After the Hamas electoral victory the US continued to fund and arm Fatah as if it, not Hamas, had won the election. The two-state solution that has been the common concept since 1993 now seems as far away as ever. The one-state solution espoused by the late Edwards Said and by Ghada Karmi in her new book Married to Another Man is an impossible dream at present. Hardliners have taken over Hamas and a Fatah-dominated West Bank and a Hamas-dominated Gaza will be a recipe for disaster. Like Iraq these will be failed states, a playground for the harshest elements such as Al-Qaeda.

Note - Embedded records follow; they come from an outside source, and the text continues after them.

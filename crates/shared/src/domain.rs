use serde::{Deserialize, Serialize};

/// Stash key carrying a task title from the task list back to the input page.
pub const PENDING_TASK_STASH_KEY: &str = "taskToDecompose";

/// Title used in congratulations when a task row carries no title.
pub const UNTITLED_TASK: &str = "this task";

macro_rules! id_newtype {
    ($name:ident) => {
        #[derive(Debug, Clone, PartialEq, Eq, Hash, Serialize, Deserialize)]
        #[serde(transparent)]
        pub struct $name(pub String);

        impl $name {
            pub fn as_str(&self) -> &str {
                &self.0
            }
        }

        impl std::fmt::Display for $name {
            fn fmt(&self, f: &mut std::fmt::Formatter<'_>) -> std::fmt::Result {
                f.write_str(&self.0)
            }
        }

        impl From<&str> for $name {
            fn from(value: &str) -> Self {
                Self(value.to_string())
            }
        }
    };
}

id_newtype!(TaskId);

/// One row of the task list page. `id` and `title` mirror the row's
/// `data-task-id` / `data-task-title` attributes and may be missing.
#[derive(Debug, Clone, PartialEq, Eq, Serialize, Deserialize)]
pub struct TaskItem {
    #[serde(default, skip_serializing_if = "Option::is_none")]
    pub id: Option<TaskId>,
    #[serde(default, skip_serializing_if = "Option::is_none")]
    pub title: Option<String>,
    #[serde(default)]
    pub done: bool,
    #[serde(default = "default_actions_visible")]
    pub actions_visible: bool,
}

fn default_actions_visible() -> bool {
    true
}

impl TaskItem {
    pub fn new(id: Option<TaskId>, title: Option<String>) -> Self {
        Self {
            id,
            title,
            done: false,
            actions_visible: true,
        }
    }

    /// Title for display, falling back to [`UNTITLED_TASK`].
    pub fn display_title(&self) -> &str {
        match self.title.as_deref() {
            Some(title) if !title.is_empty() => title,
            _ => UNTITLED_TASK,
        }
    }
}
//! Controller layer: user actions, state transitions and rendering.

pub mod outcome;
pub mod state;

use std::sync::Arc;

use client_core::DecomposeApi;
use rand::{rngs::StdRng, SeedableRng};
use shared::{
    domain::{TaskId, TaskItem, PENDING_TASK_STASH_KEY},
    protocol::DecomposeRequest,
};
use tracing::{debug, info, warn};

use crate::{
    page::{Fade, PageView, Region, TextSlot, EXCLUSIVE_REGIONS},
    presentation::PresentationSettings,
    stash::Stash,
};

use outcome::{resolve_response, BreakdownOutcome, SubmitOutcome};
use state::UiState;

/// Everything the controller needs from its surroundings, bound once at startup.
pub struct ControllerContext<P, S> {
    pub page: P,
    pub stash: S,
    pub api: Arc<dyn DecomposeApi>,
    pub presentation: PresentationSettings,
}

pub struct UiController<P, S> {
    page: P,
    stash: S,
    api: Arc<dyn DecomposeApi>,
    presentation: PresentationSettings,
    state: UiState,
    rng: StdRng,
}

impl<P: PageView, S: Stash> UiController<P, S> {
    pub fn new(ctx: ControllerContext<P, S>) -> Self {
        Self {
            page: ctx.page,
            stash: ctx.stash,
            api: ctx.api,
            presentation: ctx.presentation,
            state: UiState::Idle,
            rng: StdRng::from_os_rng(),
        }
    }

    /// Replaces the congratulation picker's randomness with a fixed seed.
    pub fn with_rng_seed(mut self, seed: u64) -> Self {
        self.rng = StdRng::seed_from_u64(seed);
        self
    }

    pub fn state(&self) -> &UiState {
        &self.state
    }

    pub fn page(&self) -> &P {
        &self.page
    }

    pub fn page_mut(&mut self) -> &mut P {
        &mut self.page
    }

    pub fn stash(&self) -> &S {
        &self.stash
    }

    pub fn into_parts(self) -> (P, S) {
        (self.page, self.stash)
    }

    /// Primary action: validate the task input and ask the service to
    /// decompose it. At most one request is in flight because the
    /// controller is borrowed mutably for the whole call.
    pub async fn submit_task(&mut self) -> SubmitOutcome {
        if !self.page.is_logged_in() {
            debug!("submit: no login indicator on page");
            let message = self.presentation.messages.sign_in_required.clone();
            self.show(UiState::LoginPrompt(message));
            return SubmitOutcome::Unauthenticated;
        }

        let raw = self.page.task_input().unwrap_or_default();
        let Some(request) = DecomposeRequest::from_input(&raw) else {
            debug!("submit: empty task input");
            let message = self.presentation.messages.empty_task.clone();
            self.show(UiState::Error(message));
            return SubmitOutcome::ValidationFailed;
        };

        self.show(UiState::Loading);
        self.page.set_submit_enabled(false);

        let result = self.api.decompose(&request).await;
        let (next, outcome) = resolve_response(result, &self.presentation.messages);

        self.page.set_visible(Region::Loading, false);
        self.page.set_submit_enabled(true);
        self.show(next);

        info!(outcome = outcome.name(), "submit: finished");
        outcome
    }

    /// Marks a task row done and shows a random congratulation. A row that
    /// is already done is left alone.
    pub fn mark_task_done(&mut self, item: &mut TaskItem) -> Option<String> {
        if item.done {
            debug!(task_id = ?item.id, "done: task already marked");
            return None;
        }
        item.done = true;
        item.actions_visible = false;

        let message = self
            .presentation
            .pick_congratulation(item.display_title(), &mut self.rng)?;
        self.page.notify(&message);
        Some(message)
    }

    /// Carries a task title to the input page for decomposition.
    pub fn start_breakdown(
        &mut self,
        task_id: Option<&TaskId>,
        task_title: Option<&str>,
    ) -> BreakdownOutcome {
        let Some(title) = task_title.filter(|title| !title.is_empty()) else {
            warn!(?task_id, "breakdown: task has no title");
            let message = self.presentation.messages.missing_title.clone();
            self.page.notify(&message);
            return BreakdownOutcome::MissingTitle;
        };

        if let Err(err) = self.stash.set(PENDING_TASK_STASH_KEY, title) {
            warn!(?task_id, %err, "breakdown: could not stash task title");
            let message = self.presentation.messages.stash_failed.clone();
            self.page.notify(&message);
            return BreakdownOutcome::StashUnavailable;
        }

        info!(?task_id, "breakdown: stashed title, navigating to input page");
        self.page.navigate("/");
        BreakdownOutcome::Navigated
    }

    /// Page-ready hook: moves a stashed title into the task input once.
    pub fn on_load(&mut self) -> Option<String> {
        let title = self
            .stash
            .get(PENDING_TASK_STASH_KEY)
            .filter(|title| !title.is_empty())?;
        if self.page.task_input().is_none() {
            debug!("load: stashed title present but page has no task input");
            return None;
        }

        self.page.set_task_input(&title);
        if let Err(err) = self.stash.remove(PENDING_TASK_STASH_KEY) {
            warn!(%err, "load: could not clear stashed title");
        }
        debug!("load: task input populated from stash");
        Some(title)
    }

    /// Hides every other exclusive region, then renders `next`.
    fn show(&mut self, next: UiState) {
        let target = next.region();
        for region in EXCLUSIVE_REGIONS {
            if Some(region) != target {
                self.hide(region);
            }
        }

        match &next {
            UiState::Idle => {}
            UiState::Loading => self.page.set_visible(Region::Loading, true),
            UiState::Error(message) => {
                self.page.set_text(TextSlot::ErrorMessage, message);
                self.page.set_visible(Region::Error, true);
            }
            UiState::LoginPrompt(message) => {
                self.page.set_text(TextSlot::LoginPromptMessage, message);
                self.page.set_visible(Region::LoginPrompt, true);
            }
            UiState::Results {
                steps,
                encouragement,
            } => self.render_results(steps, encouragement),
        }

        debug!(from = self.state.name(), to = next.name(), "ui state transition");
        self.state = next;
    }

    fn hide(&mut self, region: Region) {
        self.page.set_visible(region, false);
        if region == Region::Results {
            let fade = self.presentation.fade;
            self.page.fade(Region::Results, Fade::Out, fade);
            self.page.set_text(TextSlot::StepsOutput, "");
            self.page.set_text(TextSlot::EncouragementOutput, "");
            self.page.fade(Region::EncouragementAside, Fade::Out, fade);
        }
    }

    fn render_results(&mut self, steps: &str, encouragement: &str) {
        let fade = self.presentation.fade;
        self.page.set_text(TextSlot::StepsOutput, steps);
        self.page.set_visible(Region::Results, true);
        self.page.fade(Region::Results, Fade::In, fade);

        self.page.set_text(TextSlot::EncouragementOutput, encouragement);
        if encouragement.is_empty() {
            self.page.fade(Region::EncouragementAside, Fade::Out, fade);
        } else {
            self.page.set_visible(Region::EncouragementAside, true);
            self.page.fade(Region::EncouragementAside, Fade::In, fade);
        }
    }
}

#[cfg(test)]
#[path = "../tests/controller_tests.rs"]
mod tests;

Only by giving the Palestinians hope of genuine sovereignty and economic viability can the region avoid great danger. Israel has nuclear weapons and a melt-down of its neighbours – Syria, Lebanon and Jordan are now highly vulnerable – could lead to one of the world’s great catastrophes, fulfilling the doom-laden prophecies of
evangelical Christians such as the Jerusalem-based Christian Embassy, who share an opportunist interest with hard-line Zionists.